DATASET Start Marker

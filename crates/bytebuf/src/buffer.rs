//! Growable byte buffer over pooled memory.

use std::fmt;
use std::io::{self, ErrorKind, Read, Write};
use std::sync::atomic::{AtomicI64, Ordering};
use std::sync::Arc;

use bytepool::{ByteBlock, SizeClassPool};
use tracing::trace;

use crate::error::{fatal, BufferError, MAX_BUFFER_SIZE};
use crate::pool::BufferPool;
use crate::refs::RefGuard;

/// A growable byte buffer whose memory comes from a [`SizeClassPool`].
///
/// Growth swaps the backing block for a larger one from the pool and
/// returns the old block immediately, so no borrow of the old contents can
/// outlive a growing call. Mutation needs `&mut self`; holders sharing a
/// buffer through an [`Arc`] only get read access.
///
/// The reference delta is coordination state for shared holders: `0` means
/// one owner, and each additional holder increments it before taking the
/// buffer and decrements it when done. The pools do not check it. See
/// [`Buffer::release_shared`] for the release side.
///
/// Obtain buffers from a [`BufferPool`] (or the crate-level [`get`] and
/// [`make`]) and hand them back with [`Buffer::release`] when finished.
///
/// [`get`]: crate::get
/// [`make`]: crate::make
pub struct Buffer {
    block: ByteBlock,
    refs: AtomicI64,
    pub(crate) bytes: Arc<SizeClassPool>,
    pub(crate) home: Option<Arc<BufferPool>>,
}

impl Buffer {
    /// An empty, zero-capacity buffer that grows through the default pool.
    #[must_use]
    pub fn new() -> Self {
        Self::with_pool(bytepool::default_pool())
    }

    /// An empty, zero-capacity buffer that grows through `bytes`.
    #[must_use]
    pub fn with_pool(bytes: Arc<SizeClassPool>) -> Self {
        Self {
            block: ByteBlock::new(),
            refs: AtomicI64::new(0),
            bytes,
            home: None,
        }
    }

    /// An empty buffer with room for at least `capacity` bytes from `bytes`.
    #[must_use]
    pub fn with_capacity_in(capacity: usize, bytes: Arc<SizeClassPool>) -> Self {
        let block = bytes.acquire_empty(capacity);
        let mut buf = Self::with_pool(bytes);
        buf.block = block;
        buf
    }

    /// Swap in a new block, returning the old one.
    pub(crate) fn replace_block(&mut self, block: ByteBlock) -> ByteBlock {
        std::mem::replace(&mut self.block, block)
    }

    /// The backing block.
    #[must_use]
    pub fn block(&self) -> &ByteBlock {
        &self.block
    }

    /// The size-class pool this buffer grows through.
    #[must_use]
    pub fn bytes_pool(&self) -> &Arc<SizeClassPool> {
        &self.bytes
    }

    /// Current contents.
    #[must_use]
    pub fn bytes(&self) -> &[u8] {
        &self.block
    }

    /// Current contents, mutably.
    pub fn bytes_mut(&mut self) -> &mut [u8] {
        &mut self.block
    }

    /// Owned copy of the contents, independent of pooled memory.
    #[must_use]
    pub fn copy_out(&self) -> Vec<u8> {
        self.block.to_vec()
    }

    /// Contents as UTF-8.
    pub fn as_str(&self) -> Result<&str, std::str::Utf8Error> {
        std::str::from_utf8(&self.block)
    }

    /// Length in bytes.
    #[must_use]
    pub fn len(&self) -> usize {
        self.block.len()
    }

    /// Whether the buffer holds no bytes.
    #[must_use]
    pub fn is_empty(&self) -> bool {
        self.block.is_empty()
    }

    /// Capacity of the backing block.
    #[must_use]
    pub fn capacity(&self) -> usize {
        self.block.capacity()
    }

    // ---------------------------------------------------------------
    // Growth
    // ---------------------------------------------------------------

    /// Ensure room for `n` more bytes without changing the length.
    ///
    /// # Panics
    ///
    /// Panics with [`BufferError::TooLarge`] if `len + n` exceeds
    /// [`MAX_BUFFER_SIZE`]. The contents are left untouched.
    #[track_caller]
    pub fn guarantee(&mut self, n: usize) {
        if let Err(err) = self.try_guarantee(n) {
            fatal(err);
        }
    }

    /// Like [`guarantee`](Buffer::guarantee), returning the error instead.
    pub fn try_guarantee(&mut self, n: usize) -> Result<(), BufferError> {
        let needed = self.checked_size(n)?;
        if self.block.capacity() < needed {
            self.regrow(needed);
        }
        Ok(())
    }

    /// Extend the length by `n`, growing first if needed.
    ///
    /// The revealed bytes are leftovers from earlier use of the memory and
    /// must be written through [`bytes_mut`](Buffer::bytes_mut) before they
    /// are meaningful.
    ///
    /// # Panics
    ///
    /// Panics with [`BufferError::TooLarge`] if `len + n` exceeds
    /// [`MAX_BUFFER_SIZE`].
    #[track_caller]
    pub fn grow(&mut self, n: usize) {
        if let Err(err) = self.try_grow(n) {
            fatal(err);
        }
    }

    /// Like [`grow`](Buffer::grow), returning the error instead.
    pub fn try_grow(&mut self, n: usize) -> Result<(), BufferError> {
        self.try_guarantee(n)?;
        let len = self.block.len() + n;
        self.block.set_len(len);
        Ok(())
    }

    fn checked_size(&self, n: usize) -> Result<usize, BufferError> {
        self.block
            .len()
            .checked_add(n)
            .filter(|&size| size <= MAX_BUFFER_SIZE)
            .ok_or(BufferError::TooLarge)
    }

    /// Room for an append of `n` bytes, doubling capacity when it runs out.
    #[track_caller]
    fn reserve(&mut self, n: usize) {
        if self.block.remaining() >= n {
            return;
        }
        let needed = match self.checked_size(n) {
            Ok(needed) => needed,
            Err(err) => fatal(err),
        };
        let doubled = self.block.capacity().saturating_mul(2).min(MAX_BUFFER_SIZE);
        self.regrow(needed.max(doubled));
    }

    /// Move the contents into a block of at least `capacity` bytes and hand
    /// the old block back to the pool.
    fn regrow(&mut self, capacity: usize) {
        let mut block = self.bytes.acquire_empty(capacity);
        block.extend_from_slice(&self.block);
        let old = self.replace_block(block);
        trace!(
            from = old.capacity(),
            to = self.block.capacity(),
            len = self.block.len(),
            "buffer grown"
        );
        self.bytes.release(old);
    }

    // ---------------------------------------------------------------
    // Writing
    // ---------------------------------------------------------------

    /// Append `p`.
    pub fn write_bytes(&mut self, p: &[u8]) {
        self.reserve(p.len());
        self.block.extend_from_slice(p);
    }

    /// Append one byte.
    pub fn write_byte(&mut self, b: u8) {
        self.reserve(1);
        self.block.push(b);
    }

    /// Append the UTF-8 bytes of `s`.
    pub fn write_string(&mut self, s: &str) {
        self.write_bytes(s.as_bytes());
    }

    /// Replace the contents with `p`.
    pub fn set(&mut self, p: &[u8]) {
        self.block.clear();
        self.write_bytes(p);
    }

    /// Replace the contents with the UTF-8 bytes of `s`.
    pub fn set_string(&mut self, s: &str) {
        self.set(s.as_bytes());
    }

    // ---------------------------------------------------------------
    // Reading and I/O
    // ---------------------------------------------------------------

    /// Copy the start of the contents into `dst`; returns bytes copied.
    ///
    /// Does not consume: repeated calls copy the same prefix.
    pub fn read(&self, dst: &mut [u8]) -> usize {
        let n = dst.len().min(self.block.len());
        dst[..n].copy_from_slice(&self.block[..n]);
        n
    }

    /// Append everything `source` yields until end of stream.
    ///
    /// Capacity doubles through the pool whenever the buffer fills, up to
    /// [`MAX_BUFFER_SIZE`]. Returns the number of bytes appended. On error,
    /// bytes read before the failure stay in the buffer; the count appended
    /// is `len()` after the call minus `len()` before it. Reaching the
    /// ceiling yields an error of kind [`ErrorKind::Other`] wrapping
    /// [`BufferError::TooLarge`].
    pub fn read_from<R: Read + ?Sized>(&mut self, source: &mut R) -> io::Result<usize> {
        self.read_from_capped(source, MAX_BUFFER_SIZE)
    }

    fn read_from_capped<R: Read + ?Sized>(
        &mut self,
        source: &mut R,
        ceiling: usize,
    ) -> io::Result<usize> {
        let start = self.block.len();
        loop {
            if self.block.remaining() == 0 {
                let capacity = self.block.capacity();
                if capacity >= ceiling {
                    trace!(appended = self.block.len() - start, "read_from hit size limit");
                    return Err(io::Error::other(BufferError::TooLarge));
                }
                let target = capacity
                    .saturating_mul(2)
                    .max(self.bytes.min_size())
                    .min(ceiling);
                self.regrow(target);
            }
            match source.read(self.block.spare_mut()) {
                Ok(0) => return Ok(self.block.len() - start),
                Ok(n) => {
                    let len = self.block.len() + n;
                    self.block.set_len(len);
                }
                Err(err) if err.kind() == ErrorKind::Interrupted => {}
                Err(err) => return Err(err),
            }
        }
    }

    /// Write the whole contents to `sink`; returns bytes written.
    pub fn write_to<W: Write + ?Sized>(&self, sink: &mut W) -> io::Result<usize> {
        sink.write_all(&self.block)?;
        Ok(self.block.len())
    }

    // ---------------------------------------------------------------
    // Truncation
    // ---------------------------------------------------------------

    /// Keep only the first `n` bytes.
    ///
    /// # Panics
    ///
    /// Panics with [`BufferError::Truncation`] if `n` exceeds the length.
    #[track_caller]
    pub fn truncate(&mut self, n: usize) {
        if let Err(err) = self.try_truncate(n) {
            fatal(err);
        }
    }

    /// Like [`truncate`](Buffer::truncate), returning the error instead.
    pub fn try_truncate(&mut self, n: usize) -> Result<(), BufferError> {
        if n > self.block.len() {
            return Err(BufferError::Truncation);
        }
        self.block.truncate(n);
        Ok(())
    }

    /// Drop all contents, keeping the capacity.
    pub fn reset(&mut self) {
        self.block.clear();
    }

    // ---------------------------------------------------------------
    // Reference delta
    // ---------------------------------------------------------------

    /// Add one holder.
    pub fn ref_inc(&self) {
        self.ref_add(1);
    }

    /// Remove one holder.
    pub fn ref_dec(&self) {
        self.ref_add(-1);
    }

    /// Add `delta` to the reference delta.
    pub fn ref_add(&self, delta: i64) {
        self.refs.fetch_add(delta, Ordering::AcqRel);
    }

    /// Overwrite the reference delta.
    pub fn ref_store(&self, val: i64) {
        self.refs.store(val, Ordering::Release);
    }

    /// Current reference delta.
    #[must_use]
    pub fn ref_load(&self) -> i64 {
        self.refs.load(Ordering::Acquire)
    }

    /// Decrement and return the value before the decrement.
    ///
    /// The caller that sees `0` (or less) was the last holder.
    pub fn ref_swap_dec(&self) -> i64 {
        self.refs.fetch_sub(1, Ordering::AcqRel)
    }

    /// Back to a single owner.
    pub fn ref_reset(&self) {
        self.ref_store(0);
    }

    /// Hold an extra reference until the guard drops.
    pub fn ref_guard(&self) -> RefGuard<'_> {
        RefGuard::new(self)
    }

    // ---------------------------------------------------------------
    // Lifecycle
    // ---------------------------------------------------------------

    /// Return the memory to the size-class pool and the wrapper to its
    /// buffer pool, if it came from one.
    ///
    /// Returns `false` when the memory fits no class; it is then simply
    /// dropped.
    pub fn release(self) -> bool {
        match self.home.clone() {
            Some(pool) => pool.release(self),
            None => {
                let Self { block, bytes, .. } = self;
                bytes.release(block)
            }
        }
    }

    /// Same as [`release`](Buffer::release), ignoring the outcome.
    pub fn put(self) {
        let _ = self.release();
    }

    /// [`release`](Buffer::release) as a `Result`.
    pub fn close(self) -> Result<(), BufferError> {
        if self.release() {
            Ok(())
        } else {
            Err(BufferError::Close)
        }
    }

    /// Drop one shared holder; the last one releases the buffer.
    ///
    /// Decrements the reference delta. If other holders remain, nothing else
    /// happens and `false` is returned. The last holder releases the buffer
    /// when it also holds the last `Arc`; if another `Arc` is still alive
    /// the memory is left to ordinary deallocation and `false` is returned.
    pub fn release_shared(this: Arc<Self>) -> bool {
        if this.ref_swap_dec() > 0 {
            return false;
        }
        match Arc::try_unwrap(this) {
            Ok(buf) => buf.release(),
            Err(_) => {
                trace!("shared release skipped: buffer still referenced");
                false
            }
        }
    }
}

impl Default for Buffer {
    fn default() -> Self {
        Self::new()
    }
}

impl Clone for Buffer {
    /// Copy the contents into new pooled memory with a fresh reference delta.
    fn clone(&self) -> Self {
        let mut block = self.bytes.acquire_empty(self.block.len());
        block.extend_from_slice(&self.block);
        Self {
            block,
            refs: AtomicI64::new(0),
            bytes: Arc::clone(&self.bytes),
            home: self.home.clone(),
        }
    }
}

impl Write for Buffer {
    fn write(&mut self, buf: &[u8]) -> io::Result<usize> {
        self.write_bytes(buf);
        Ok(buf.len())
    }

    fn write_all(&mut self, buf: &[u8]) -> io::Result<()> {
        self.write_bytes(buf);
        Ok(())
    }

    fn flush(&mut self) -> io::Result<()> {
        Ok(())
    }
}

impl fmt::Write for Buffer {
    fn write_str(&mut self, s: &str) -> fmt::Result {
        self.write_string(s);
        Ok(())
    }
}

impl AsRef<[u8]> for Buffer {
    fn as_ref(&self) -> &[u8] {
        self.bytes()
    }
}

impl fmt::Display for Buffer {
    fn fmt(&self, f: &mut fmt::Formatter<'_>) -> fmt::Result {
        f.write_str(&String::from_utf8_lossy(&self.block))
    }
}

impl fmt::Debug for Buffer {
    fn fmt(&self, f: &mut fmt::Formatter<'_>) -> fmt::Result {
        f.debug_struct("Buffer")
            .field("len", &self.len())
            .field("capacity", &self.capacity())
            .field("refs", &self.ref_load())
            .finish_non_exhaustive()
    }
}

DATASET End Marker

### WHAT IS REQUIRED
Once you find the string "sync" in a line of the records, copy that line.

### ANSWER SPACE
use std::sync::atomic::{AtomicI64, Ordering};
use std::sync::Arc;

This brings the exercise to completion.